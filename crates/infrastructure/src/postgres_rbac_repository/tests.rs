use hrdesk_application::{
    AssignmentQuery, AssignmentRepository, CreateAssignmentInput, CreatePermissionInput,
    CreateRoleInput, PermissionRepository, RoleRepository,
};
use hrdesk_core::{AppError, RbacError};
use hrdesk_domain::{EmployeeId, PermissionAction, ResourceName, RoleKey};
use sqlx::PgPool;
use sqlx::migrate::Migrator;
use sqlx::postgres::PgPoolOptions;
use uuid::Uuid;

use super::PostgresRbacRepository;

static MIGRATOR: Migrator = sqlx::migrate!("./migrations");

async fn test_pool() -> Option<PgPool> {
    let Ok(database_url) = std::env::var("DATABASE_URL") else {
        return None;
    };

    let pool = match PgPoolOptions::new()
        .max_connections(4)
        .connect(database_url.as_str())
        .await
    {
        Ok(pool) => pool,
        Err(error) => panic!("failed to connect to DATABASE_URL in test: {error}"),
    };

    if let Err(error) = MIGRATOR.run(&pool).await {
        panic!("failed to run migrations for postgres rbac tests: {error}");
    }

    Some(pool)
}

async fn ensure_employee(pool: &PgPool, name: &str) -> EmployeeId {
    let employee_id = format!("E-{}", Uuid::new_v4().simple());
    let insert = sqlx::query(
        r#"
            INSERT INTO employees (id, full_name, email, department, position)
            VALUES ($1, $2, $3, 'Engineering', 'Engineer')
            "#,
    )
    .bind(employee_id.as_str())
    .bind(name)
    .bind(format!("{employee_id}@example.com"))
    .execute(pool)
    .await;
    assert!(insert.is_ok());

    EmployeeId::new(employee_id).unwrap_or_else(|_| unreachable!())
}

async fn ensure_role(repository: &PostgresRbacRepository) -> RoleKey {
    let suffix = Uuid::new_v4().simple().to_string();
    let role_id = RoleKey::new(format!("role_{suffix}")).unwrap_or_else(|_| unreachable!());
    let created = repository
        .create_role(CreateRoleInput {
            role_id: role_id.clone(),
            name: format!("Test Role {suffix}"),
            description: None,
        })
        .await;
    assert!(created.is_ok());

    role_id
}

#[tokio::test]
async fn canonical_roles_are_seeded() {
    let Some(pool) = test_pool().await else {
        return;
    };
    let repository = PostgresRbacRepository::new(pool);

    let role = repository
        .find_role(&RoleKey::new("role_admin").unwrap_or_else(|_| unreachable!()))
        .await;

    assert!(matches!(role, Ok(Some(ref role)) if role.name() == "Admin"));
}

#[tokio::test]
async fn duplicate_assignment_maps_unique_violation() {
    let Some(pool) = test_pool().await else {
        return;
    };
    let repository = PostgresRbacRepository::new(pool.clone());
    let employee_id = ensure_employee(&pool, "Ada Lovelace").await;
    let role_id = ensure_role(&repository).await;
    let input = CreateAssignmentInput {
        employee_id: employee_id.clone(),
        role_id: role_id.clone(),
    };

    assert!(repository.create_assignment(input.clone()).await.is_ok());
    let second = repository.create_assignment(input).await;

    assert!(matches!(
        second,
        Err(AppError::Rbac(RbacError::DuplicateAssignment { .. }))
    ));
    let count = sqlx::query_scalar::<_, i64>(
        "SELECT COUNT(*) FROM rbac_assignments WHERE employee_id = $1 AND role_id = $2",
    )
    .bind(employee_id.as_str())
    .bind(role_id.as_str())
    .fetch_one(&pool)
    .await;
    assert!(matches!(count, Ok(1)));
}

#[tokio::test]
async fn missing_references_map_foreign_key_violations() {
    let Some(pool) = test_pool().await else {
        return;
    };
    let repository = PostgresRbacRepository::new(pool.clone());
    let employee_id = ensure_employee(&pool, "Grace Hopper").await;
    let role_id = ensure_role(&repository).await;

    let unknown_employee = repository
        .create_assignment(CreateAssignmentInput {
            employee_id: EmployeeId::new("E-missing").unwrap_or_else(|_| unreachable!()),
            role_id: role_id.clone(),
        })
        .await;
    assert!(matches!(
        unknown_employee,
        Err(AppError::Rbac(RbacError::UnknownEmployee(_)))
    ));

    let ghost = RoleKey::new("role_ghost_missing").unwrap_or_else(|_| unreachable!());
    let unknown_role = repository
        .create_assignment(CreateAssignmentInput {
            employee_id,
            role_id: ghost.clone(),
        })
        .await;
    assert!(matches!(
        unknown_role,
        Err(AppError::Rbac(RbacError::UnknownRole(_)))
    ));

    let permission = repository
        .create_permission(CreatePermissionInput {
            role_id: ghost,
            resource: ResourceName::new("employee").unwrap_or_else(|_| unreachable!()),
            action: PermissionAction::Read,
        })
        .await;
    assert!(matches!(
        permission,
        Err(AppError::Rbac(RbacError::UnknownRole(_)))
    ));
}

#[tokio::test]
async fn assigned_role_cannot_be_deleted() {
    let Some(pool) = test_pool().await else {
        return;
    };
    let repository = PostgresRbacRepository::new(pool.clone());
    let employee_id = ensure_employee(&pool, "Mary Jackson").await;
    let role_id = ensure_role(&repository).await;
    assert!(
        repository
            .create_assignment(CreateAssignmentInput {
                employee_id,
                role_id: role_id.clone(),
            })
            .await
            .is_ok()
    );

    let result = repository.delete_role(&role_id).await;

    assert!(matches!(
        result,
        Err(AppError::Rbac(RbacError::RoleInUse {
            assignment_count: 1,
            ..
        }))
    ));
    assert!(matches!(repository.find_role(&role_id).await, Ok(Some(_))));
}

#[tokio::test]
async fn role_delete_cascades_permissions() {
    let Some(pool) = test_pool().await else {
        return;
    };
    let repository = PostgresRbacRepository::new(pool);
    let role_id = ensure_role(&repository).await;
    assert!(
        repository
            .create_permission(CreatePermissionInput {
                role_id: role_id.clone(),
                resource: ResourceName::new("all").unwrap_or_else(|_| unreachable!()),
                action: PermissionAction::ManageRoles,
            })
            .await
            .is_ok()
    );

    assert!(repository.delete_role(&role_id).await.is_ok());

    let remaining = repository
        .list_permissions(Some(&role_id))
        .await
        .unwrap_or_default();
    assert!(remaining.is_empty());
}

#[tokio::test]
async fn assignment_search_treats_wildcards_literally() {
    let Some(pool) = test_pool().await else {
        return;
    };
    let repository = PostgresRbacRepository::new(pool.clone());
    let marker = Uuid::new_v4().simple().to_string();
    let employee_id = ensure_employee(&pool, &format!("Katherine {marker}")).await;
    let role_id = ensure_role(&repository).await;
    assert!(
        repository
            .create_assignment(CreateAssignmentInput {
                employee_id,
                role_id,
            })
            .await
            .is_ok()
    );

    let found = repository
        .list_assignments(AssignmentQuery {
            search: Some(marker.to_uppercase()),
            ..AssignmentQuery::default()
        })
        .await;
    assert!(matches!(found, Ok(ref page) if page.total == 1));

    let wildcard = repository
        .list_assignments(AssignmentQuery {
            search: Some(format!("%{marker}_")),
            ..AssignmentQuery::default()
        })
        .await;
    assert!(matches!(wildcard, Ok(ref page) if page.total == 0));
}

=======

Go through the records above and set each one down exactly, please.

### Response to the exercise
filename crates/infrastructure/src/postgres_rbac_repository/tests.rs
use hrdesk_application::{
    AssignmentQuery, AssignmentRepository, CreateAssignmentInput, CreatePermissionInput,
    CreateRoleInput, PermissionRepository, RoleRepository,
};
use hrdesk_core::{AppError, RbacError};
use hrdesk_domain::{EmployeeId, PermissionAction, ResourceName, RoleKey};
use sqlx::PgPool;
use sqlx::migrate::Migrator;
use sqlx::postgres::PgPoolOptions;
use uuid::Uuid;

use super::PostgresRbacRepository;

static MIGRATOR: Migrator = sqlx::migrate!("./migrations");

async fn test_pool() -> Option<PgPool> {
    let Ok(database_url) = std::env::var("DATABASE_URL") else {
        return None;
    };

    let pool = match PgPoolOptions::new()
        .max_connections(4)
        .connect(database_url.as_str())
        .await
    {
        Ok(pool) => pool,
        Err(error) => panic!("failed to connect to DATABASE_URL in test: {error}"),
    };

    if let Err(error) = MIGRATOR.run(&pool).await {
        panic!("failed to run migrations for postgres rbac tests: {error}");
    }

    Some(pool)
}

async fn ensure_employee(pool: &PgPool, name: &str) -> EmployeeId {
    let employee_id = format!("E-{}", Uuid::new_v4().simple());
    let insert = sqlx::query(
        r#"
            INSERT INTO employees (id, full_name, email, department, position)
            VALUES ($1, $2, $3, 'Engineering', 'Engineer')
            "#,
    )
    .bind(employee_id.as_str())
    .bind(name)
    .bind(format!("{employee_id}@example.com"))
    .execute(pool)
    .await;
    assert!(insert.is_ok());

    EmployeeId::new(employee_id).unwrap_or_else(|_| unreachable!())
}

async fn ensure_role(repository: &PostgresRbacRepository) -> RoleKey {
    let suffix = Uuid::new_v4().simple().to_string();
    let role_id = RoleKey::new(format!("role_{suffix}")).unwrap_or_else(|_| unreachable!());
    let created = repository
        .create_role(CreateRoleInput {
            role_id: role_id.clone(),
            name: format!("Test Role {suffix}"),
            description: None,
        })
        .await;
    assert!(created.is_ok());

    role_id
}

#[tokio::test]
async fn canonical_roles_are_seeded() {
    let Some(pool) = test_pool().await else {
        return;
    };
    let repository = PostgresRbacRepository::new(pool);

    let role = repository
        .find_role(&RoleKey::new("role_admin").unwrap_or_else(|_| unreachable!()))
        .await;

    assert!(matches!(role, Ok(Some(ref role)) if role.name() == "Admin"));
}

#[tokio::test]
async fn duplicate_assignment_maps_unique_violation() {
    let Some(pool) = test_pool().await else {
        return;
    };
    let repository = PostgresRbacRepository::new(pool.clone());
    let employee_id = ensure_employee(&pool, "Ada Lovelace").await;
    let role_id = ensure_role(&repository).await;
    let input = CreateAssignmentInput {
        employee_id: employee_id.clone(),
        role_id: role_id.clone(),
    };

    assert!(repository.create_assignment(input.clone()).await.is_ok());
    let second = repository.create_assignment(input).await;

    assert!(matches!(
        second,
        Err(AppError::Rbac(RbacError::DuplicateAssignment { .. }))
    ));
    let count = sqlx::query_scalar::<_, i64>(
        "SELECT COUNT(*) FROM rbac_assignments WHERE employee_id = $1 AND role_id = $2",
    )
    .bind(employee_id.as_str())
    .bind(role_id.as_str())
    .fetch_one(&pool)
    .await;
    assert!(matches!(count, Ok(1)));
}

#[tokio::test]
async fn missing_references_map_foreign_key_violations() {
    let Some(pool) = test_pool().await else {
        return;
    };
    let repository = PostgresRbacRepository::new(pool.clone());
    let employee_id = ensure_employee(&pool, "Grace Hopper").await;
    let role_id = ensure_role(&repository).await;

    let unknown_employee = repository
        .create_assignment(CreateAssignmentInput {
            employee_id: EmployeeId::new("E-missing").unwrap_or_else(|_| unreachable!()),
            role_id: role_id.clone(),
        })
        .await;
    assert!(matches!(
        unknown_employee,
        Err(AppError::Rbac(RbacError::UnknownEmployee(_)))
    ));

    let ghost = RoleKey::new("role_ghost_missing").unwrap_or_else(|_| unreachable!());
    let unknown_role = repository
        .create_assignment(CreateAssignmentInput {
            employee_id,
            role_id: ghost.clone(),
        })
        .await;
    assert!(matches!(
        unknown_role,
        Err(AppError::Rbac(RbacError::UnknownRole(_)))
    ));

    let permission = repository
        .create_permission(CreatePermissionInput {
            role_id: ghost,
            resource: ResourceName::new("employee").unwrap_or_else(|_| unreachable!()),
            action: PermissionAction::Read,
        })
        .await;
    assert!(matches!(
        permission,
        Err(AppError::Rbac(RbacError::UnknownRole(_)))
    ));
}

#[tokio::test]
async fn assigned_role_cannot_be_deleted() {
    let Some(pool) = test_pool().await else {
        return;
    };
    let repository = PostgresRbacRepository::new(pool.clone());
    let employee_id = ensure_employee(&pool, "Mary Jackson").await;
    let role_id = ensure_role(&repository).await;
    assert!(
        repository
            .create_assignment(CreateAssignmentInput {
                employee_id,
                role_id: role_id.clone(),
            })
            .await
            .is_ok()
    );

    let result = repository.delete_role(&role_id).await;

    assert!(matches!(
        result,
        Err(AppError::Rbac(RbacError::RoleInUse {
            assignment_count: 1,
            ..
        }))
    ));
    assert!(matches!(repository.find_role(&role_id).await, Ok(Some(_))));
}

#[tokio::test]
async fn role_delete_cascades_permissions() {
    let Some(pool) = test_pool().await else {
        return;
    };
    let repository = PostgresRbacRepository::new(pool);
    let role_id = ensure_role(&repository).await;
    assert!(
        repository
            .create_permission(CreatePermissionInput {
                role_id: role_id.clone(),
                resource: ResourceName::new("all").unwrap_or_else(|_| unreachable!()),
                action: PermissionAction::ManageRoles,
            })
            .await
            .is_ok()
    );

    assert!(repository.delete_role(&role_id).await.is_ok());

    let remaining = repository
        .list_permissions(Some(&role_id))
        .await
        .unwrap_or_default();
    assert!(remaining.is_empty());
}

#[tokio::test]
async fn assignment_search_treats_wildcards_literally() {
    let Some(pool) = test_pool().await else {
        return;
    };
    let repository = PostgresRbacRepository::new(pool.clone());
    let marker = Uuid::new_v4().simple().to_string();
    let employee_id = ensure_employee(&pool, &format!("Katherine {marker}")).await;
    let role_id = ensure_role(&repository).await;
    assert!(
        repository
            .create_assignment(CreateAssignmentInput {
                employee_id,
                role_id,
            })
            .await
            .is_ok()
    );

    let found = repository
        .list_assignments(AssignmentQuery {
            search: Some(marker.to_uppercase()),
            ..AssignmentQuery::default()
        })
        .await;
    assert!(matches!(found, Ok(ref page) if page.total == 1));

    let wildcard = repository
        .list_assignments(AssignmentQuery {
            search: Some(format!("%{marker}_")),
            ..AssignmentQuery::default()
        })
        .await;
    assert!(matches!(wildcard, Ok(ref page) if page.total == 0));
}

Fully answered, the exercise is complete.